**PROBLEM STATEMENT**
Write out, word for word, the part of the listing below that opens with the line containing "return Some(entry);" and closes with the line containing "let hit = match &rule.kind", keeping both of those lines and adding no others.

**DATA UNDER STUDY**
use super::types::{ContentDescriptor, Verdict};

/// The "Hot Path" for per-element checks. A matcher is immutable once built;
/// the service swaps in a freshly compiled one after every mutation.
pub trait ContentMatcher: Send + Sync {
    /// Channel-only membership check. Returns the block-list entry that
    /// matched, `None` when the channel is allowed (including via exclusion).
    fn check_channel(&self, channel: &str) -> Option<&str>;

    /// Full verdict over channel name, title and description.
    fn evaluate(&self, content: &ContentDescriptor) -> Verdict;
}
use super::traits::ContentMatcher;
use super::types::{ContentDescriptor, Verdict};
use crate::store::{MatchType, PatternKind, StoredState};
use regex::Regex;
use rustc_hash::FxHashSet;
use tracing::warn;

/// Filter set compiled into lookup-friendly form: hashed exact sets for the
/// channel lists, pre-built regexes for wildcard entries, lowercased needles
/// for everything matched case-insensitively. Disabled and blank filters are
/// dropped here so the hot path never sees them.
pub struct CompiledMatcher {
    excluded: FxHashSet<Box<str>>,
    exact: FxHashSet<Box<str>>,
    // Wildcard/substring entries in list order; the first hit is reported.
    rules: Vec<ChannelRule>,
    keywords: Vec<CompiledKeyword>,
    patterns: Vec<CompiledPattern>,
}

struct ChannelRule {
    entry: Box<str>,
    kind: RuleKind,
}

enum RuleKind {
    Wildcard(Regex),
    Substring(Box<str>),
}

struct CompiledKeyword {
    text: Box<str>,
    filter: crate::store::KeywordFilter,
}

struct CompiledPattern {
    value: Box<str>,
    filter: crate::store::PatternFilter,
}

impl CompiledMatcher {
    pub fn compile(state: &StoredState) -> Self {
        let excluded = state
            .excluded_channels
            .iter()
            .map(|c| c.clone().into_boxed_str())
            .collect();

        let mut exact = FxHashSet::default();
        let mut rules = Vec::new();
        for entry in &state.blocked_channels {
            if entry.trim().is_empty() {
                continue;
            }
            exact.insert(entry.clone().into_boxed_str());

            if entry.contains('*') {
                // Minimal wildcard translation: `*` is any sequence, the
                // match is anchored and case-insensitive. Other regex
                // metacharacters pass through unescaped.
                let pattern = format!("(?i)^{}$", entry.replace('*', ".*"));
                match Regex::new(&pattern) {
                    Ok(re) => rules.push(ChannelRule {
                        entry: entry.clone().into_boxed_str(),
                        kind: RuleKind::Wildcard(re),
                    }),
                    Err(e) => {
                        warn!("Skipping unparsable wildcard entry '{}': {}", entry, e);
                    }
                }
            } else {
                rules.push(ChannelRule {
                    entry: entry.clone().into_boxed_str(),
                    kind: RuleKind::Substring(entry.to_lowercase().into_boxed_str()),
                });
            }
        }

        let keywords = state
            .smart_filters
            .keywords
            .iter()
            .filter(|f| f.enabled && !f.text.trim().is_empty())
            .map(|f| CompiledKeyword {
                text: f.text.to_lowercase().into_boxed_str(),
                filter: f.clone(),
            })
            .collect();

        let patterns = state
            .smart_filters
            .patterns
            .iter()
            .filter(|f| f.enabled && !f.value.trim().is_empty())
            .map(|f| CompiledPattern {
                value: f.value.to_lowercase().into_boxed_str(),
                filter: f.clone(),
            })
            .collect();

        Self {
            excluded,
            exact,
            rules,
            keywords,
            patterns,
        }
    }
}

impl ContentMatcher for CompiledMatcher {
    fn check_channel(&self, channel: &str) -> Option<&str> {
        // 1. Exclusion short-circuits every block rule.
        if self.excluded.contains(channel) {
            return None;
        }

        // 2. Exact literal membership.
        if let Some(entry) = self.exact.get(channel) {
            return Some(entry);
        }

        // 3. Wildcard / substring entries in list order.
        let lowered = channel.to_lowercase();
        for rule in &self.rules {
            let hit = match &rule.kind {
                RuleKind::Wildcard(re) => re.is_match(channel),
                RuleKind::Substring(needle) => lowered.contains(needle.as_ref()),
            };
            if hit {
                return Some(&rule.entry);
            }
        }

        None
    }

    fn evaluate(&self, content: &ContentDescriptor) -> Verdict {
        // 1. Channel membership is the cheapest check and wins outright.
        if self.exact.contains(content.channel_name.as_str()) {
            return Verdict::channel();
        }

        let haystack = format!(
            "{} {} {}",
            content.channel_name, content.video_title, content.description
        )
        .to_lowercase();

        // 2. Keyword filters in list order, first match wins.
        for kw in &self.keywords {
            let hit = match kw.filter.match_type {
                MatchType::Exact => haystack.split_whitespace().any(|t| t == kw.text.as_ref()),
                MatchType::Partial => haystack.contains(kw.text.as_ref()),
            };
            if hit {
                return Verdict::keyword(kw.filter.clone());
            }
        }

        // 3. Pattern filters in list order, first match wins.
        let channel = content.channel_name.to_lowercase();
        let title = content.video_title.to_lowercase();
        for p in &self.patterns {
            let value = p.value.as_ref();
            let hit = match p.filter.kind {
                PatternKind::Contains => haystack.contains(value),
                PatternKind::StartsWith => {
                    channel.starts_with(value) || title.starts_with(value)
                }
                PatternKind::EndsWith => channel.ends_with(value) || title.ends_with(value),
                PatternKind::Exactly => channel == value || title == value,
            };
            if hit {
                return Verdict::pattern(p.filter.clone());
            }
        }

        Verdict::allow()
    }
}

#[cfg(test)]
mod tests {
    use super::*;
    use crate::engine::types::BlockReason;
    use crate::store::{KeywordFilter, PatternFilter};

    fn state_with_channels(blocked: &[&str], excluded: &[&str]) -> StoredState {
        StoredState {
            blocked_channels: blocked.iter().map(|s| s.to_string()).collect(),
            excluded_channels: excluded.iter().map(|s| s.to_string()).collect(),
            ..Default::default()
        }
    }

    fn keyword(id: i64, text: &str, match_type: MatchType, enabled: bool) -> KeywordFilter {
        KeywordFilter {
            id,
            text: text.to_string(),
            match_type,
            enabled,
        }
    }

    fn pattern(id: i64, kind: PatternKind, value: &str, enabled: bool) -> PatternFilter {
        PatternFilter {
            id,
            kind,
            value: value.to_string(),
            enabled,
        }
    }

    #[test]
    fn test_exact_membership_blocks() {
        let matcher = CompiledMatcher::compile(&state_with_channels(&["SpamCo"], &[]));
        assert_eq!(matcher.check_channel("SpamCo"), Some("SpamCo"));
        assert_eq!(matcher.check_channel("Legit"), None);
    }

    #[test]
    fn test_exclusion_overrides_any_block_rule() {
        let matcher =
            CompiledMatcher::compile(&state_with_channels(&["SpamCo", "Spam*"], &["SpamCo"]));
        assert_eq!(matcher.check_channel("SpamCo"), None);
        // Exclusion is exact: other channels still match the rules.
        assert!(matcher.check_channel("SpamCorp").is_some());
    }

    #[test]
    fn test_wildcard_is_anchored_and_case_insensitive() {
        let matcher = CompiledMatcher::compile(&state_with_channels(&["Foo*"], &[]));
        assert_eq!(matcher.check_channel("FooBar"), Some("Foo*"));
        assert_eq!(matcher.check_channel("foobar"), Some("Foo*"));
        assert_eq!(matcher.check_channel("XFoo"), None);
    }

    #[test]
    fn test_plain_entry_matches_substring_case_insensitively() {
        let matcher = CompiledMatcher::compile(&state_with_channels(&["spam"], &[]));
        assert_eq!(matcher.check_channel("TotallySPAMChannel"), Some("spam"));
        assert_eq!(matcher.check_channel("Wholesome"), None);
    }

    #[test]
    fn test_first_matching_entry_is_reported() {
        let matcher = CompiledMatcher::compile(&state_with_channels(&["Gadget*", "get"], &[]));
        assert_eq!(matcher.check_channel("GadgetWorld"), Some("Gadget*"));

        let flipped = CompiledMatcher::compile(&state_with_channels(&["get", "Gadget*"], &[]));
        assert_eq!(flipped.check_channel("GadgetWorld"), Some("get"));
    }

    #[test]
    fn test_blank_channel_entry_never_matches_everything() {
        let matcher = CompiledMatcher::compile(&state_with_channels(&["", "  "], &[]));
        assert_eq!(matcher.check_channel("Anything"), None);
    }

    #[test]
    fn test_unparsable_wildcard_entry_is_skipped() {
        let matcher = CompiledMatcher::compile(&state_with_channels(&["Foo(*"], &[]));
        assert_eq!(matcher.check_channel("Foo(Bar"), None);
    }

    #[test]
    fn test_empty_filter_set_never_blocks() {
        let matcher = CompiledMatcher::compile(&StoredState::default());
        assert_eq!(matcher.check_channel("Anyone"), None);
        let verdict = matcher.evaluate(&ContentDescriptor::channel("Anyone"));
        assert!(!verdict.blocked);
    }

    #[test]
    fn test_evaluate_channel_match_has_highest_priority() {
        let mut state = state_with_channels(&["SpamCo"], &[]);
        state.smart_filters.keywords = vec![keyword(1, "spamco", MatchType::Partial, true)];
        let matcher = CompiledMatcher::compile(&state);

        let verdict = matcher.evaluate(&ContentDescriptor::channel("SpamCo"));
        assert!(verdict.blocked);
        assert_eq!(verdict.reason, Some(BlockReason::Channel));
        assert!(verdict.matched_filter.is_none());
    }

    #[test]
    fn test_evaluate_keyword_partial_match() {
        let mut state = StoredState::default();
        state.smart_filters.keywords = vec![keyword(1, "sale", MatchType::Partial, true)];
        let matcher = CompiledMatcher::compile(&state);

        let verdict = matcher.evaluate(&ContentDescriptor {
            channel_name: "X".into(),
            video_title: "Big Sale Today".into(),
            description: String::new(),
        });
        assert!(verdict.blocked);
        assert_eq!(verdict.reason, Some(BlockReason::Keyword));
        assert_eq!(verdict.matched_filter.unwrap().id(), 1);
    }

    #[test]
    fn test_evaluate_keyword_exact_requires_whole_token() {
        let mut state = StoredState::default();
        state.smart_filters.keywords = vec![keyword(1, "cat", MatchType::Exact, true)];
        let matcher = CompiledMatcher::compile(&state);

        let miss = matcher.evaluate(&ContentDescriptor {
            channel_name: "X".into(),
            video_title: "concatenate".into(),
            description: String::new(),
        });
        assert!(!miss.blocked);

        let hit = matcher.evaluate(&ContentDescriptor {
            channel_name: "X".into(),
            video_title: "my cat video".into(),
            description: String::new(),
        });
        assert!(hit.blocked);
    }

    #[test]
    fn test_evaluate_disabled_filters_are_skipped() {
        let mut state = StoredState::default();
        state.smart_filters.keywords = vec![keyword(1, "sale", MatchType::Partial, false)];
        state.smart_filters.patterns =
            vec![pattern(2, PatternKind::Contains, "sale", false)];
        let matcher = CompiledMatcher::compile(&state);

        let verdict = matcher.evaluate(&ContentDescriptor {
            channel_name: "X".into(),
            video_title: "Big Sale Today".into(),
            description: String::new(),
        });
        assert!(!verdict.blocked);
    }

    #[test]
    fn test_evaluate_blank_filters_are_dropped() {
        let mut state = StoredState::default();
        state.smart_filters.keywords = vec![keyword(1, "   ", MatchType::Partial, true)];
        state.smart_filters.patterns = vec![pattern(2, PatternKind::Contains, "", true)];
        let matcher = CompiledMatcher::compile(&state);

        let verdict = matcher.evaluate(&ContentDescriptor {
            channel_name: "X".into(),
            video_title: "anything at all".into(),
            description: String::new(),
        });
        assert!(!verdict.blocked);
    }

    #[test]
    fn test_evaluate_starts_with_checks_channel_and_title_only() {
        let mut state = StoredState::default();
        state.smart_filters.patterns =
            vec![pattern(1, PatternKind::StartsWith, "abc", true)];
        let matcher = CompiledMatcher::compile(&state);

        assert!(
            matcher
                .evaluate(&ContentDescriptor::channel("ABCShow"))
                .blocked
        );
        assert!(
            matcher
                .evaluate(&ContentDescriptor {
                    channel_name: "X".into(),
                    video_title: "abcd".into(),
                    description: String::new(),
                })
                .blocked
        );
        // A description-only occurrence must not match.
        assert!(
            !matcher
                .evaluate(&ContentDescriptor {
                    channel_name: "X".into(),
                    video_title: "Y".into(),
                    description: "abc everywhere".into(),
                })
                .blocked
        );
    }

    #[test]
    fn test_evaluate_pattern_kinds() {
        let mut state = StoredState::default();
        state.smart_filters.patterns = vec![
            pattern(1, PatternKind::EndsWith, "tv", true),
            pattern(2, PatternKind::Exactly, "newsroom", true),
            pattern(3, PatternKind::Contains, "giveaway", true),
        ];
        let matcher = CompiledMatcher::compile(&state);

        let ends = matcher.evaluate(&ContentDescriptor::channel("RetroTV"));
        assert_eq!(ends.matched_filter.as_ref().unwrap().id(), 1);

        let exactly = matcher.evaluate(&ContentDescriptor::channel("NewsRoom"));
        assert_eq!(exactly.matched_filter.as_ref().unwrap().id(), 2);

        let contains = matcher.evaluate(&ContentDescriptor {
            channel_name: "X".into(),
            video_title: "Y".into(),
            description: "huge GIVEAWAY inside".into(),
        });
        assert_eq!(contains.matched_filter.as_ref().unwrap().id(), 3);
    }

    #[test]
    fn test_evaluate_first_keyword_in_list_order_wins() {
        let mut state = StoredState::default();
        state.smart_filters.keywords = vec![
            keyword(1, "sale", MatchType::Partial, true),
            keyword(2, "big", MatchType::Partial, true),
        ];
        let matcher = CompiledMatcher::compile(&state);

        let verdict = matcher.evaluate(&ContentDescriptor {
            channel_name: "X".into(),
            video_title: "Big Sale".into(),
            description: String::new(),
        });
        assert_eq!(verdict.matched_filter.unwrap().id(), 1);
    }

    #[test]
    fn test_evaluate_is_idempotent() {
        let mut state = state_with_channels(&["spam"], &[]);
        state.smart_filters.keywords = vec![keyword(1, "sale", MatchType::Partial, true)];
        let matcher = CompiledMatcher::compile(&state);

        let content = ContentDescriptor {
            channel_name: "SomeSpammer".into(),
            video_title: "Big Sale".into(),
            description: "desc".into(),
        };
        assert_eq!(matcher.evaluate(&content), matcher.evaluate(&content));
    }
}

**SOLUTION TO THE PROBLEM**
            return Some(entry);
        }

        // 3. Wildcard / substring entries in list order.
        let lowered = channel.to_lowercase();
        for rule in &self.rules {
            let hit = match &rule.kind {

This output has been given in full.